O氏の治療歴, そして今これから。その14

2022年5月17日。2回目のキモ治療、”タクソル” 98ミリグラム。実は、このような容量もそれ以上詳しくは聞けない。医薬品会社そのものの企業秘密も関係しているのだろう。ありがたいことにO氏の診療看護士はとても良い人で、疑問の起きる度にS君はメイルすることもままあるのだが、無駄のないきちっとした信頼おける返事や回答をその都度いただく。

ことに ”ローブレナ” を取り始めてから、副作用による緩慢なブレイン・フォグはずっと続いている。いわゆる、スローになるというのか頭の回転が鈍るというか、頭の中に靄(もや)・霧(きり)が広がるかのように不確かな状態になり、考えることや集中することが困難になる。最近のニュースによると、コロナ感染の後遺症でも過半数の症状がブレインフォグに酷似しているのが気にかかる。

O氏のケースは脳の炎症ではなく脳のガンそのものだったけれど、脳を人の中枢・コントロールタワーと置き換えてみれば、脳にひたすら感謝して寄り添いたくなる。日を追ってS君とO氏の会話は、ちぐはぐに度合いがかかり、ここしばらくS君は『ちょっと、聞いてるの?』と苛々する。S君は不確かなイングリッシュスピーカー、加えて日本語も入れて話すものだから、ブレインフォグに拍車のかかるO氏には到底間髪置かぬ返答なんて無理なのだけど。。 『知ってるでしょ、僕が日本語わからないことを!英語で喋ってよ!』と切り返される。

それが原因か、O氏は時々、’何故日本人は英語が話せないのか’ ’日本語解釈脳と英語解釈脳’ のようなビデオを見ていたりする。

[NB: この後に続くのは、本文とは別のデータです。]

mod astar;
mod nodes;

pub use astar::{find_path, AStarSearch, SearchStatus, DIAGONAL_COST, ORTHOGONAL_COST};
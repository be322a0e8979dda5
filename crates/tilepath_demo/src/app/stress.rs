use std::cell::RefCell;
use std::rc::Rc;

use rand::rngs::StdRng;
use rand::{Rng, SeedableRng};
use tilepath::{CellBounds, GridModel, Path, Pathfinder, RequesterId, Vec2};
use tracing::{debug, info};

use super::DemoScene;

pub(crate) const DEFAULT_TEST_PATH_COUNT: u32 = 1_000;
pub(crate) const DEFAULT_MAX_PER_TICK: u32 = 10;

#[derive(Debug, Default, Clone, Copy, PartialEq, Eq)]
struct StressTally {
    found: u32,
    failed: u32,
    waypoints: u64,
    longest: usize,
}

impl StressTally {
    fn record(&mut self, path: Option<Path>) {
        match path {
            Some(path) => {
                self.found += 1;
                self.waypoints += path.len() as u64;
                self.longest = self.longest.max(path.len());
            }
            None => {
                self.failed += 1;
                debug!("stress_path_failed");
            }
        }
    }

    fn delivered(&self) -> u32 {
        self.found + self.failed
    }
}

/// Fires random requests anywhere inside the grid bounds, a few per tick,
/// each from a throwaway requester.
pub(crate) struct StressScene {
    rng: StdRng,
    bounds: CellBounds,
    test_path_count: u32,
    max_per_tick: u32,
    fired: u32,
    tally: Rc<RefCell<StressTally>>,
}

impl StressScene {
    pub(crate) fn new(grid: &GridModel, seed: u64, test_path_count: u32, max_per_tick: u32) -> Self {
        Self {
            rng: StdRng::seed_from_u64(seed),
            bounds: grid.bounds(),
            test_path_count,
            max_per_tick: max_per_tick.max(1),
            fired: 0,
            tally: Rc::default(),
        }
    }

    fn random_position(&mut self) -> Vec2 {
        let bounds = self.bounds;
        Vec2::new(
            self.rng.gen_range(bounds.min.x as f32..bounds.max.x as f32),
            self.rng.gen_range(bounds.min.y as f32..bounds.max.y as f32),
        )
    }
}

impl DemoScene for StressScene {
    fn name(&self) -> &'static str {
        "stress"
    }

    fn tick(&mut self, pathfinder: &mut Pathfinder, _fixed_dt_seconds: f32) {
        let batch = self
            .max_per_tick
            .min(self.test_path_count.saturating_sub(self.fired));
        for _ in 0..batch {
            let start = self.random_position();
            let end = self.random_position();
            let tally = Rc::clone(&self.tally);
            pathfinder.find_path(start, end, RequesterId(u64::from(self.fired)), move |path| {
                tally.borrow_mut().record(path);
            });
            self.fired += 1;
        }
    }

    fn is_finished(&self) -> bool {
        self.fired >= self.test_path_count
            && self.tally.borrow().delivered() >= self.test_path_count
    }

    fn report(&self) {
        let tally = self.tally.borrow();
        let average_waypoints = if tally.found == 0 {
            0.0
        } else {
            tally.waypoints as f64 / f64::from(tally.found)
        };
        info!(
            fired = self.fired,
            found = tally.found,
            failed = tally.failed,
            outstanding = self.fired.saturating_sub(tally.delivered()),
            average_waypoints,
            longest_path = tally.longest,
            "stress_summary"
        );
    }
}
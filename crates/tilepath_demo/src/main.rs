mod app;

use std::process::ExitCode;

fn main() -> ExitCode {
    let app = app::bootstrap::build_app();
    app::loop_runner::run(app)
}
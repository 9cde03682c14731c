use axum::{
    http::StatusCode,
    response::{IntoResponse, Response},
};
use serde::Serialize;
use thiserror::Error;

use crate::account::{Forbidden, NicknameError, PasswordRule, PictureUrlError, TokenRejection};
use crate::utils::{ApiResponse, error_codes, error_to_api_response};

#[derive(Debug, Error)]
pub enum AppError {
    #[error("{message}")]
    Validation {
        field: &'static str,
        rule: &'static str,
        message: String,
    },
    #[error("{0}")]
    Conflict(&'static str),
    #[error("incorrect credentials")]
    InvalidCredentials,
    #[error("unauthorized")]
    Unauthorized,
    #[error("forbidden")]
    Forbidden,
    #[error("account not found")]
    NotFound,
    #[error("too many requests, retry in {0} seconds")]
    RateLimited(u64),
    #[error("invalid or expired token")]
    InvalidToken(TokenRejection),
    #[error("account locked")]
    AccountLocked,
    #[error("{0}")]
    ResourceExhausted(String),
    #[error("database error: {0}")]
    Database(sqlx::Error),
    #[error("internal error: {0}")]
    Internal(String),
}

#[derive(Debug, Serialize)]
pub struct ValidationDetail {
    pub field: &'static str,
    pub rule: &'static str,
}

impl AppError {
    pub fn validation(field: &'static str, rule: &'static str, message: impl Into<String>) -> Self {
        AppError::Validation {
            field,
            rule,
            message: message.into(),
        }
    }

    pub fn internal(e: impl std::fmt::Display) -> Self {
        AppError::Internal(e.to_string())
    }

    pub fn status_code(&self) -> StatusCode {
        match self {
            AppError::Validation { .. } => StatusCode::BAD_REQUEST,
            AppError::Conflict(_) => StatusCode::CONFLICT,
            AppError::InvalidCredentials | AppError::Unauthorized => StatusCode::UNAUTHORIZED,
            AppError::Forbidden => StatusCode::FORBIDDEN,
            AppError::NotFound => StatusCode::NOT_FOUND,
            AppError::RateLimited(_) => StatusCode::TOO_MANY_REQUESTS,
            AppError::InvalidToken(_) => StatusCode::BAD_REQUEST,
            AppError::AccountLocked => StatusCode::LOCKED,
            AppError::ResourceExhausted(_) => StatusCode::SERVICE_UNAVAILABLE,
            AppError::Database(_) | AppError::Internal(_) => StatusCode::INTERNAL_SERVER_ERROR,
        }
    }

    pub fn error_code(&self) -> i32 {
        match self {
            AppError::Validation { .. } => error_codes::VALIDATION_ERROR,
            AppError::Conflict(_) => error_codes::USER_EXISTS,
            AppError::InvalidCredentials | AppError::Unauthorized => error_codes::AUTH_FAILED,
            AppError::Forbidden => error_codes::PERMISSION_DENIED,
            AppError::NotFound => error_codes::NOT_FOUND,
            AppError::RateLimited(_) => error_codes::RATE_LIMIT,
            AppError::InvalidToken(_) => error_codes::INVALID_TOKEN,
            AppError::AccountLocked => error_codes::ACCOUNT_LOCKED,
            AppError::ResourceExhausted(_) => error_codes::RESOURCE_EXHAUSTED,
            AppError::Database(_) | AppError::Internal(_) => error_codes::INTERNAL_ERROR,
        }
    }
}

impl From<sqlx::Error> for AppError {
    fn from(e: sqlx::Error) -> Self {
        let constraint = e
            .as_database_error()
            .and_then(|db| db.constraint())
            .map(str::to_owned);

        match constraint.as_deref() {
            Some("users_email_key") => AppError::Conflict("email already exists"),
            Some("users_nickname_key") => AppError::Conflict("nickname already exists"),
            _ => match e {
                sqlx::Error::RowNotFound => AppError::NotFound,
                other => AppError::Database(other),
            },
        }
    }
}

impl From<PasswordRule> for AppError {
    fn from(rule: PasswordRule) -> Self {
        AppError::validation("password", rule.code(), rule.to_string())
    }
}

impl From<PictureUrlError> for AppError {
    fn from(e: PictureUrlError) -> Self {
        AppError::validation("profile_picture_url", e.code(), e.to_string())
    }
}

impl From<NicknameError> for AppError {
    fn from(e: NicknameError) -> Self {
        match e {
            NicknameError::Taken => AppError::Conflict("nickname already exists"),
            NicknameError::Exhausted { .. } => AppError::ResourceExhausted(e.to_string()),
            NicknameError::InvalidLength | NicknameError::InvalidCharacters => {
                AppError::validation("nickname", e.code(), e.to_string())
            }
        }
    }
}

impl From<TokenRejection> for AppError {
    fn from(cause: TokenRejection) -> Self {
        AppError::InvalidToken(cause)
    }
}

impl From<Forbidden> for AppError {
    fn from(_: Forbidden) -> Self {
        AppError::Forbidden
    }
}

impl From<bcrypt::BcryptError> for AppError {
    fn from(e: bcrypt::BcryptError) -> Self {
        AppError::internal(format!("password hashing failed: {}", e))
    }
}

impl From<jsonwebtoken::errors::Error> for AppError {
    fn from(e: jsonwebtoken::errors::Error) -> Self {
        AppError::internal(format!("token signing failed: {}", e))
    }
}

impl IntoResponse for AppError {
    fn into_response(self) -> Response {
        let status = self.status_code();
        let code = self.error_code();

        match self {
            AppError::Validation {
                field,
                rule,
                message,
            } => {
                let body = ApiResponse {
                    code,
                    msg: message,
                    resp_data: Some(ValidationDetail { field, rule }),
                };
                (status, axum::Json(body)).into_response()
            }
            AppError::InvalidToken(ref cause) => {
                tracing::debug!(%cause, "verification token rejected");
                (status, error_to_api_response::<()>(code, self.to_string())).into_response()
            }
            AppError::Database(ref e) => {
                tracing::error!("database error: {:?}", e);
                (
                    status,
                    error_to_api_response::<()>(code, "internal server error".into()),
                )
                    .into_response()
            }
            AppError::Internal(ref e) => {
                tracing::error!("internal error: {}", e);
                (
                    status,
                    error_to_api_response::<()>(code, "internal server error".into()),
                )
                    .into_response()
            }
            other => (status, error_to_api_response::<()>(code, other.to_string())).into_response(),
        }
    }
}

#[cfg(test)]
mod tests {
    use axum::body::to_bytes;

    use super::*;

    async fn body_json(error: AppError) -> (StatusCode, serde_json::Value) {
        let response = error.into_response();
        let status = response.status();
        let bytes = to_bytes(response.into_body(), 4096).await.unwrap();
        (status, serde_json::from_slice(&bytes).unwrap())
    }

    #[tokio::test]
    async fn validation_errors_name_the_rule() {
        let (status, body) = body_json(PasswordRule::MissingUppercase.into()).await;
        assert_eq!(status, StatusCode::BAD_REQUEST);
        assert_eq!(body["code"], error_codes::VALIDATION_ERROR);
        assert_eq!(body["resp_data"]["field"], "password");
        assert_eq!(body["resp_data"]["rule"], "missing_uppercase");
    }

    #[tokio::test]
    async fn token_errors_do_not_reveal_their_cause() {
        for cause in [
            TokenRejection::Expired,
            TokenRejection::Mismatch,
            TokenRejection::AlreadyVerified,
        ] {
            let (status, body) = body_json(cause.into()).await;
            assert_eq!(status, StatusCode::BAD_REQUEST);
            assert_eq!(body["msg"], "invalid or expired token");
            assert!(body.get("resp_data").is_none());
        }
    }

    #[tokio::test]
    async fn forbidden_is_generic() {
        let (status, body) = body_json(Forbidden.into()).await;
        assert_eq!(status, StatusCode::FORBIDDEN);
        assert_eq!(body["msg"], "forbidden");
    }

    #[tokio::test]
    async fn internal_details_stay_in_the_logs() {
        let (status, body) = body_json(AppError::internal("pool timed out")).await;
        assert_eq!(status, StatusCode::INTERNAL_SERVER_ERROR);
        assert_eq!(body["msg"], "internal server error");
    }

    #[test]
    fn nickname_errors_map_to_their_kind() {
        assert!(matches!(
            AppError::from(NicknameError::Exhausted { attempts: 10 }),
            AppError::ResourceExhausted(_)
        ));
        assert!(matches!(
            AppError::from(NicknameError::Taken),
            AppError::Conflict(_)
        ));
        assert!(matches!(
            AppError::from(NicknameError::InvalidLength),
            AppError::Validation { field: "nickname", .. }
        ));
    }

    #[test]
    fn row_not_found_is_not_found() {
        assert!(matches!(
            AppError::from(sqlx::Error::RowNotFound),
            AppError::NotFound
        ));
    }
}
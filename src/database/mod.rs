// Identity store: row types and the repository that owns every SQL statement.

pub mod models {
    pub mod user;
}
pub mod repositories {
    pub mod user;
}

pub use models::user::{NewUser, ProfileChanges, UserEntity};
pub use repositories::user::UserRepository;
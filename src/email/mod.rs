//! Transactional email through a Brevo-compatible HTTP API.
//!
//! When no API key or sender is configured the message is logged instead of
//! sent, which keeps local development usable without a mail provider.

use serde::Serialize;
use thiserror::Error;

use crate::config::MailConfig;

#[derive(Debug, Error)]
pub enum MailError {
    #[error("mail request failed: {0}")]
    Request(#[from] reqwest::Error),
    #[error("mail provider answered {status}: {body}")]
    Rejected { status: u16, body: String },
}

#[derive(Debug, Serialize)]
#[serde(rename_all = "camelCase")]
struct EmailAddress {
    email: String,
    #[serde(skip_serializing_if = "Option::is_none")]
    name: Option<String>,
}

#[derive(Debug, Serialize)]
#[serde(rename_all = "camelCase")]
struct SendEmailBody {
    sender: EmailAddress,
    to: Vec<EmailAddress>,
    subject: String,
    text_content: String,
    html_content: String,
}

#[derive(Clone)]
pub struct Mailer {
    client: reqwest::Client,
    config: MailConfig,
}

impl Mailer {
    pub fn new(config: MailConfig) -> Self {
        Self {
            client: reqwest::Client::new(),
            config,
        }
    }

    pub async fn send_verification_email(
        &self,
        to_email: &str,
        nickname: &str,
        link: &str,
    ) -> Result<(), MailError> {
        let subject = "Verify your email address".to_string();
        let text = format!(
            "Hi {nickname},\n\nPlease confirm your email address by opening the link below:\n{link}\n"
        );
        let html = format!(
            "<p>Hi {nickname},</p><p>Please confirm your email address:</p><p><a href=\"{link}\">Verify email</a></p>"
        );
        self.send(to_email, Some(nickname), subject, text, html).await
    }

    async fn send(
        &self,
        to_email: &str,
        to_name: Option<&str>,
        subject: String,
        text: String,
        html: String,
    ) -> Result<(), MailError> {
        if !self.config.is_configured() {
            tracing::info!(to = %to_email, %subject, "mail provider not configured, message:\n{}", text);
            return Ok(());
        }
        let api_key = self.config.api_key.as_deref().unwrap_or_default();
        let sender = self.config.sender_email.as_deref().unwrap_or_default();

        let body = SendEmailBody {
            sender: EmailAddress {
                email: sender.to_string(),
                name: self.config.sender_name.clone(),
            },
            to: vec![EmailAddress {
                email: to_email.to_string(),
                name: to_name.map(str::to_string),
            }],
            subject,
            text_content: text,
            html_content: html,
        };

        let response = self
            .client
            .post(&self.config.api_url)
            .header("api-key", api_key)
            .header("Accept", "application/json")
            .json(&body)
            .send()
            .await?;

        let status = response.status();
        if status.is_success() {
            tracing::debug!(to = %to_email, "mail accepted by provider");
            return Ok(());
        }

        let body = response.text().await.unwrap_or_default();
        Err(MailError::Rejected {
            status: status.as_u16(),
            body,
        })
    }
}
mod handler;
mod model;

pub use handler::{
    change_password,
    change_role,
    create_user,
    delete_user,
    get_me,
    get_user,
    list_users,
    set_profile_picture,
    unlock_user,
    update_me,
    update_user,
};
pub use model::{
    ChangePasswordRequest, ChangePasswordResponse, ChangeRoleRequest, Link, ListUsersQuery,
    ProfilePictureRequest, UpdateProfileRequest, UserListResponse, UserResponse,
};
pub(crate) use model::{MAX_BIO_LENGTH, MAX_NAME_LENGTH, check_length};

、、、、O氏との足掛け16年は、自閉症スペクトラム(または高機能自閉症・アスペルガー)といかに折り合いをつけるか、の果てのない(時には不毛と思える)積み重ねだった、と、S君は述懐する。 とはいえ、S君そのものも実父との確執・その精神的後遺症に長く悩まされてもいたので、宇宙人のようなO氏には数限りなく助けられてきている。”ノレンに腕押し”というのかな、決してこちらの望む答えは期待できない、実に残念ではある。ところが逆に精神分析者やカウンセラーと話しているかのように錯覚することも多い。O氏との会話で、例えばS君は喋りながら、同時にそのおしゃべりを自らが傾聴しつつ分析している。あたかも心模様を第三者のように鮮明に把握し、理解する。(これは言うまでもなく、相手からの的確な受け答えを得られない、と言う諦めにつながる、勿論、そうじゃないことも多いので、ま、半々というところでしょう)

またS君は、O氏があたかも彼女の母親のように、彼女の父親のように演じるのを気に入って居る。こんなふうにお互いがお互いを癒しあって気付きの深さや豊かさに向かって居るのかもしれない。